Required action ::
Reproduce, from the lines below, exactly the stretch that begins at the line containing "tx: None, tx_bytes" and ends at the line containing "let tx = response", both included.

Saved entries ::
-*-*-

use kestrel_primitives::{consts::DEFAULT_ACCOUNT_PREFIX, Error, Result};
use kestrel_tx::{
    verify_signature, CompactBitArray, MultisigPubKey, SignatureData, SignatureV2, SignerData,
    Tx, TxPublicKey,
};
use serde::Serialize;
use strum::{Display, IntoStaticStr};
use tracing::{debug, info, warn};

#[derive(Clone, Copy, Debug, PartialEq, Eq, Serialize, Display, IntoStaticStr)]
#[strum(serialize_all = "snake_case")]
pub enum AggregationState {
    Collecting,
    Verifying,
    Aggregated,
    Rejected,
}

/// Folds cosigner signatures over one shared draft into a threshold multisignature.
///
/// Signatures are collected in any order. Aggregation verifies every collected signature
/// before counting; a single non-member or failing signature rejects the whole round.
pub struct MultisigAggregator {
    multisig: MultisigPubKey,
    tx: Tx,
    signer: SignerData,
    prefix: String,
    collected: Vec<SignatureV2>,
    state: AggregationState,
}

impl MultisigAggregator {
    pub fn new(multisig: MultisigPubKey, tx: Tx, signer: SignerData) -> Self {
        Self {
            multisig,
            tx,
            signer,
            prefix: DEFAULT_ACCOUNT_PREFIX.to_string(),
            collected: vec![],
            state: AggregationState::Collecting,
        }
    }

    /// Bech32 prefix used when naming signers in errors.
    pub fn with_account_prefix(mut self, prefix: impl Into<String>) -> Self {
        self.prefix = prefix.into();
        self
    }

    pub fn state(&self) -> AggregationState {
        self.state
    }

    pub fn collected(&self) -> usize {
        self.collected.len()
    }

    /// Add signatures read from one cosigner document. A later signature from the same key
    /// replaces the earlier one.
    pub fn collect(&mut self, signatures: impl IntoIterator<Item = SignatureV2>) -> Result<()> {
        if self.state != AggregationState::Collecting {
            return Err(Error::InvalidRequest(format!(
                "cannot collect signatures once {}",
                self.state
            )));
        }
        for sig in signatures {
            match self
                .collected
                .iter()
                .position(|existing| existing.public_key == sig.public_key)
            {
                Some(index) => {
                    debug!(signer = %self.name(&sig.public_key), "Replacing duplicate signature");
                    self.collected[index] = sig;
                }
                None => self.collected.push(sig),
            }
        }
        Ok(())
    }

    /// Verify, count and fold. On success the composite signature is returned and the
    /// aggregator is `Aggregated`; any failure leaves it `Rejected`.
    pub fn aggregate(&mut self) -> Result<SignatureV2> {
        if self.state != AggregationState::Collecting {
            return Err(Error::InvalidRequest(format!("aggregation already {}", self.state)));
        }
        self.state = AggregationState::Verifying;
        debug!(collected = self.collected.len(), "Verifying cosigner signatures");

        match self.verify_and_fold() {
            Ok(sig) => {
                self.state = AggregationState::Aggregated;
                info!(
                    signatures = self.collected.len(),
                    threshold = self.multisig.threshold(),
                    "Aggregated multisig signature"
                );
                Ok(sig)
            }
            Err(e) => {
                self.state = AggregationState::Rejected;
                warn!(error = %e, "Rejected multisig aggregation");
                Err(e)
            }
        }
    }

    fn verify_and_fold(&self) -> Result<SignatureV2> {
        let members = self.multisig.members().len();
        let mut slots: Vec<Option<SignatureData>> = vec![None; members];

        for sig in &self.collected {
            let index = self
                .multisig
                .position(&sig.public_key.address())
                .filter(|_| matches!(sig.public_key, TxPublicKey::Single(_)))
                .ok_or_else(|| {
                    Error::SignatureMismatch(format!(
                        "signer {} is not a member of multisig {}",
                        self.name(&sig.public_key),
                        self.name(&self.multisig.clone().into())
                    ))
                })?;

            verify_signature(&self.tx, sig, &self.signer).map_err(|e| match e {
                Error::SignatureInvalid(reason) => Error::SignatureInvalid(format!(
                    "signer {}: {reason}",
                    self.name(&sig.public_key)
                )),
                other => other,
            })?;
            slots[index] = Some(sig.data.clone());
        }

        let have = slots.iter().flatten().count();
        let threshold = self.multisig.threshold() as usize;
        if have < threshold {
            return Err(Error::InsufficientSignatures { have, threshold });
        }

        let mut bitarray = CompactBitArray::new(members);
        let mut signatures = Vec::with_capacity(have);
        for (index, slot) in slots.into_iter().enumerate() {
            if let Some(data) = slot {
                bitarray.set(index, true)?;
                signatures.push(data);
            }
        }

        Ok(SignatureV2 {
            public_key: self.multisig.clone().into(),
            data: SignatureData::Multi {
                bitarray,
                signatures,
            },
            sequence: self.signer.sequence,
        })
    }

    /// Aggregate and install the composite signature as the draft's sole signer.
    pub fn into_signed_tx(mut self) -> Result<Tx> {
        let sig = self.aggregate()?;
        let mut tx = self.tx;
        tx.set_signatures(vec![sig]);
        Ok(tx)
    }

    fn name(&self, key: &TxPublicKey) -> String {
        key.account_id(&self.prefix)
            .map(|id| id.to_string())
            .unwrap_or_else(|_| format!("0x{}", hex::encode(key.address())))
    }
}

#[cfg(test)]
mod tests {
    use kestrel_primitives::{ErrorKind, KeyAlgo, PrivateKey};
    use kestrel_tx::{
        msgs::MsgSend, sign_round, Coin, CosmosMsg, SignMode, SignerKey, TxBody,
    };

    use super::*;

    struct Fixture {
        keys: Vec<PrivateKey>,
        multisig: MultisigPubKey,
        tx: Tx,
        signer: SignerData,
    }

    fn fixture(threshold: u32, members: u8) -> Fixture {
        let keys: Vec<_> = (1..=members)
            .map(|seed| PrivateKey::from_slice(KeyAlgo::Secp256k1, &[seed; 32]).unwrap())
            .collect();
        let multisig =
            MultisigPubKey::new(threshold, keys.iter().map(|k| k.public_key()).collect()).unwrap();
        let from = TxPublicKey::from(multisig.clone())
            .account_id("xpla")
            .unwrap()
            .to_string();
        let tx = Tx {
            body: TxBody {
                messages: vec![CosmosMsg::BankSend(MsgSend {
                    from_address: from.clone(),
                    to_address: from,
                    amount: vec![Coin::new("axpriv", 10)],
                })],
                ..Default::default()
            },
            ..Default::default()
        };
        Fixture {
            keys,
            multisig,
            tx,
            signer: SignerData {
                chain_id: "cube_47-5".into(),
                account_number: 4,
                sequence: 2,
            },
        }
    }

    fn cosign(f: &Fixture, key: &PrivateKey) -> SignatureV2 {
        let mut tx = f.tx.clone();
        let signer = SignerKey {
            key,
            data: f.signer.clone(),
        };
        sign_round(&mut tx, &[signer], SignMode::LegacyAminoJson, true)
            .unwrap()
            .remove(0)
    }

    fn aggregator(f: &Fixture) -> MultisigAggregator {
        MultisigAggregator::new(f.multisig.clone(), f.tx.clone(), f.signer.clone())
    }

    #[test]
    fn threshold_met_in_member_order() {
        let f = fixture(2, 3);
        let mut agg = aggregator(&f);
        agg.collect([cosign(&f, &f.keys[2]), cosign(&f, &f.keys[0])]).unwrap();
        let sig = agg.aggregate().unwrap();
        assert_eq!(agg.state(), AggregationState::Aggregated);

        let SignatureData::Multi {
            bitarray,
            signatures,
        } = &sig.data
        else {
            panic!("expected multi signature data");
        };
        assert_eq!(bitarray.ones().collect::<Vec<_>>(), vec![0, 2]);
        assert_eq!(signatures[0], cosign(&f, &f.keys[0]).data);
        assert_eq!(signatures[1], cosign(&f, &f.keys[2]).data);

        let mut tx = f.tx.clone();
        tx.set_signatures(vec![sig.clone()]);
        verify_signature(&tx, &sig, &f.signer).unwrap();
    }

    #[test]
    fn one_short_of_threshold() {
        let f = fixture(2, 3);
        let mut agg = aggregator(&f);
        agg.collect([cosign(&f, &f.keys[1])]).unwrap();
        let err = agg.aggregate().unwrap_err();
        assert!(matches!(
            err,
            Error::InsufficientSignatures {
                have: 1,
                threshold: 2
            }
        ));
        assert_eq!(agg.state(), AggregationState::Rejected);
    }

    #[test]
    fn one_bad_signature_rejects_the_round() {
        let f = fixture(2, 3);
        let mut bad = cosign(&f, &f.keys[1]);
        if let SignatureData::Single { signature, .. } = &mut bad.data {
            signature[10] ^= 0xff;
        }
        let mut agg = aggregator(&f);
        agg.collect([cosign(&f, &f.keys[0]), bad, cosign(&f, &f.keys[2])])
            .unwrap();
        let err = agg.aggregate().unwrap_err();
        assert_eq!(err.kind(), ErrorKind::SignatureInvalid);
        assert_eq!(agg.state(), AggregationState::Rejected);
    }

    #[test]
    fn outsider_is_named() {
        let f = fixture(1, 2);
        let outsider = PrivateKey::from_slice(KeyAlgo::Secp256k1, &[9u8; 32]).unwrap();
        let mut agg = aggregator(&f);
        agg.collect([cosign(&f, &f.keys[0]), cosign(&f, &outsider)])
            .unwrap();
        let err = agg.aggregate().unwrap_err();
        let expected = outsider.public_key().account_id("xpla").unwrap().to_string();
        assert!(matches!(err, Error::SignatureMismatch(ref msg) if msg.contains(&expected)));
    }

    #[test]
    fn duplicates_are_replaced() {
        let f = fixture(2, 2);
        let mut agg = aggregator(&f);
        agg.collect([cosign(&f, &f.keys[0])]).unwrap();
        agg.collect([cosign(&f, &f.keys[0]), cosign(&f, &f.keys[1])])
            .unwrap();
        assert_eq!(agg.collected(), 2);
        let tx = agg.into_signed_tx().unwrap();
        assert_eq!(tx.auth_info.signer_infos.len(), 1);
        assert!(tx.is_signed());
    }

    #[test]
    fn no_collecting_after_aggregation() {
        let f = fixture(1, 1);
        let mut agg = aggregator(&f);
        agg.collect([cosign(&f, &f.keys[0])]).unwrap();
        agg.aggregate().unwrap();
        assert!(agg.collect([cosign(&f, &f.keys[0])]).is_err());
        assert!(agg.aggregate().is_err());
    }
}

-*-*-

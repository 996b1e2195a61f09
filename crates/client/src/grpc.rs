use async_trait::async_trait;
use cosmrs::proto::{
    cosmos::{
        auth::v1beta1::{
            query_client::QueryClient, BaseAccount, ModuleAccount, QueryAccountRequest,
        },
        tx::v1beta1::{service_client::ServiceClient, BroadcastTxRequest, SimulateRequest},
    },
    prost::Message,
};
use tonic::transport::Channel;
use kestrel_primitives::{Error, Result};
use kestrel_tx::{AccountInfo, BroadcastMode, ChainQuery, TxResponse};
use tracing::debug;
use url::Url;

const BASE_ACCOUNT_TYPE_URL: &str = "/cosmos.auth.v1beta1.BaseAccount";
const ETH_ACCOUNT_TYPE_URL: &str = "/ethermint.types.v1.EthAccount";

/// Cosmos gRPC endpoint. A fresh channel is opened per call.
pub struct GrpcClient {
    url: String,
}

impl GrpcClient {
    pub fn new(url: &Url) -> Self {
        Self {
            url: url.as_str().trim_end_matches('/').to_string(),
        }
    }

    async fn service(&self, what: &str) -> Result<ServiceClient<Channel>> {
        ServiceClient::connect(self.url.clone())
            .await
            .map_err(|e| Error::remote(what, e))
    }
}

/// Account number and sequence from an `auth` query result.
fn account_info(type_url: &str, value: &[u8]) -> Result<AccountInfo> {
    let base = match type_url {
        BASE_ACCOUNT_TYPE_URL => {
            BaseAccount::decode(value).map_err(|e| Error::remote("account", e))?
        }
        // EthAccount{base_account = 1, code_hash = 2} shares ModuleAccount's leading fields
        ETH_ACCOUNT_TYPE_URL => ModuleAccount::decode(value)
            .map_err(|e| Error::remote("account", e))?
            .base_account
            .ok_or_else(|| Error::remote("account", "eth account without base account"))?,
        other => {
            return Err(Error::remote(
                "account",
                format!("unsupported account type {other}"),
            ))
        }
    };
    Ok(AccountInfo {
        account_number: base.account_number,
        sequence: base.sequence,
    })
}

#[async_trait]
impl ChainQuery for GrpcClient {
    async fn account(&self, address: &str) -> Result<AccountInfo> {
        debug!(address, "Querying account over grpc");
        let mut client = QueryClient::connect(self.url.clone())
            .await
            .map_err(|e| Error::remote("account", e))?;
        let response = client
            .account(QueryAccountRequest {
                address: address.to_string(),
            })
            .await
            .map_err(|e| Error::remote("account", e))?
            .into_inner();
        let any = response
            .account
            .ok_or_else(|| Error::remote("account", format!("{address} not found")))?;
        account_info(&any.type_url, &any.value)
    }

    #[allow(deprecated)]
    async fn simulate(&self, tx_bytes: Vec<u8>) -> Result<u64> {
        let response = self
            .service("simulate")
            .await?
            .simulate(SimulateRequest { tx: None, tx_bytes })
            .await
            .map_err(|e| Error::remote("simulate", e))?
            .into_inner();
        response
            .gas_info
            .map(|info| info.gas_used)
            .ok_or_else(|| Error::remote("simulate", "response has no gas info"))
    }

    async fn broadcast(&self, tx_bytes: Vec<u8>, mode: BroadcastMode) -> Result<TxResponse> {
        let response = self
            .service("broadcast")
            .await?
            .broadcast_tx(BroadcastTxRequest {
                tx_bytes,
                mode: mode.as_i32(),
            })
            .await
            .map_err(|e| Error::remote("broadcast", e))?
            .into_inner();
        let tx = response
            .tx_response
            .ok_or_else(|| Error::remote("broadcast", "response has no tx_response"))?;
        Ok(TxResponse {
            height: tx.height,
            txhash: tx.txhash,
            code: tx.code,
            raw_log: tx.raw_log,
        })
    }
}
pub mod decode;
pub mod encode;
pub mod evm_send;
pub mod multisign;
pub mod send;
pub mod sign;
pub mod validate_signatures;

-*-*-

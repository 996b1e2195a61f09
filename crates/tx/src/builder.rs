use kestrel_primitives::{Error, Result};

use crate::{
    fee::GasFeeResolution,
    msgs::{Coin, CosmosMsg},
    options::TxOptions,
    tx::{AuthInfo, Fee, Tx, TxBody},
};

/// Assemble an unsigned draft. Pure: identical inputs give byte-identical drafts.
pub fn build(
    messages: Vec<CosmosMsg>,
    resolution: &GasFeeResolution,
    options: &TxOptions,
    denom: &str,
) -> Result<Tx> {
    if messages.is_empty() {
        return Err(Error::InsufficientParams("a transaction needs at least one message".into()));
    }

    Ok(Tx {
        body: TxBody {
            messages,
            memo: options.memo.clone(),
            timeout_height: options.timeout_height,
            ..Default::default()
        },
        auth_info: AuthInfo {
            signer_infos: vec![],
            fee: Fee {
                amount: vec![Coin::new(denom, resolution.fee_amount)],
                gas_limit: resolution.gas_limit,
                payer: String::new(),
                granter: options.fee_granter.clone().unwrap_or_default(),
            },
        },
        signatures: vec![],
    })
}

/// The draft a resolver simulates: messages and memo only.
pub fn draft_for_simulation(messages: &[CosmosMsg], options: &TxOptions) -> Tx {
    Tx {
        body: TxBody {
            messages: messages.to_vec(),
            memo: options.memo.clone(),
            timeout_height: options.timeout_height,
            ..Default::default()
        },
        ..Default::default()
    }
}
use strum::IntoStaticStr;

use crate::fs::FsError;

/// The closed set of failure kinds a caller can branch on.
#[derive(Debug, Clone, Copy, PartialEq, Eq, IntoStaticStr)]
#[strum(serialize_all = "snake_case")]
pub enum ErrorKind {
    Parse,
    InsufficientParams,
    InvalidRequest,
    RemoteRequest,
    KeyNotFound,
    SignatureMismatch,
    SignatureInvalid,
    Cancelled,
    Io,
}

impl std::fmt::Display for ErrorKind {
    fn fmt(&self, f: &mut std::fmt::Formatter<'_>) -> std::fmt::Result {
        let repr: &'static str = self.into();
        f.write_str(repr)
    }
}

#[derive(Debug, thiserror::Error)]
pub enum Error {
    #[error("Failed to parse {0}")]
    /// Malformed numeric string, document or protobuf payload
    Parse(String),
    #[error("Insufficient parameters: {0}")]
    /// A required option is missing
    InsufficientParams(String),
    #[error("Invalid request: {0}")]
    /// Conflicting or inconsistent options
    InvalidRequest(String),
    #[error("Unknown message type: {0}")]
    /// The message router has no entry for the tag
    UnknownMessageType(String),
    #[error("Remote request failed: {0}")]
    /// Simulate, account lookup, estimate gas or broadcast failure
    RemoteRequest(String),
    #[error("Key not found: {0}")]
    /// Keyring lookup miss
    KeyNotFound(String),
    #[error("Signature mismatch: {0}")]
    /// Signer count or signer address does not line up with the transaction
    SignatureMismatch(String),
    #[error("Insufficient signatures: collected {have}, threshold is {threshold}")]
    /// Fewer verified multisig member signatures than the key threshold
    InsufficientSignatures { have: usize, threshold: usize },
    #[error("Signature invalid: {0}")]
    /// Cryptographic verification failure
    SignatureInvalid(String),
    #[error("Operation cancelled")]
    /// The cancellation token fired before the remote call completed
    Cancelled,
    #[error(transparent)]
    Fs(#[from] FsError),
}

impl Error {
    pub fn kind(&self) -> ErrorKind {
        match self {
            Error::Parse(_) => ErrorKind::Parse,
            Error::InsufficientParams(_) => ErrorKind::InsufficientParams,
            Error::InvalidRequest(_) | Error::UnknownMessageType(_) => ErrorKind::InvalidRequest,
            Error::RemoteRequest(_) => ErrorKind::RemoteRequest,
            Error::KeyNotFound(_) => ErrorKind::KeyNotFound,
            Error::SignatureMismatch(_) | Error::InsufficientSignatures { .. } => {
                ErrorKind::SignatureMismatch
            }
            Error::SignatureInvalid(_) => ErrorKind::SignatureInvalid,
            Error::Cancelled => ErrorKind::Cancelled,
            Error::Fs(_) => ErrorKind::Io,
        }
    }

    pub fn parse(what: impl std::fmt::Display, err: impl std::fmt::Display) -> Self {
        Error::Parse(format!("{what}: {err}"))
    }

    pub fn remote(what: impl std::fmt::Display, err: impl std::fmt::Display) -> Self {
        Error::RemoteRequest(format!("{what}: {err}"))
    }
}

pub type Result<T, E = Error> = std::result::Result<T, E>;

-*-*-

Your solution ::
            .simulate(SimulateRequest { tx: None, tx_bytes })
            .await
            .map_err(|e| Error::remote("simulate", e))?
            .into_inner();
        response
            .gas_info
            .map(|info| info.gas_used)
            .ok_or_else(|| Error::remote("simulate", "response has no gas info"))
    }

    async fn broadcast(&self, tx_bytes: Vec<u8>, mode: BroadcastMode) -> Result<TxResponse> {
        let response = self
            .service("broadcast")
            .await?
            .broadcast_tx(BroadcastTxRequest {
                tx_bytes,
                mode: mode.as_i32(),
            })
            .await
            .map_err(|e| Error::remote("broadcast", e))?
            .into_inner();
        let tx = response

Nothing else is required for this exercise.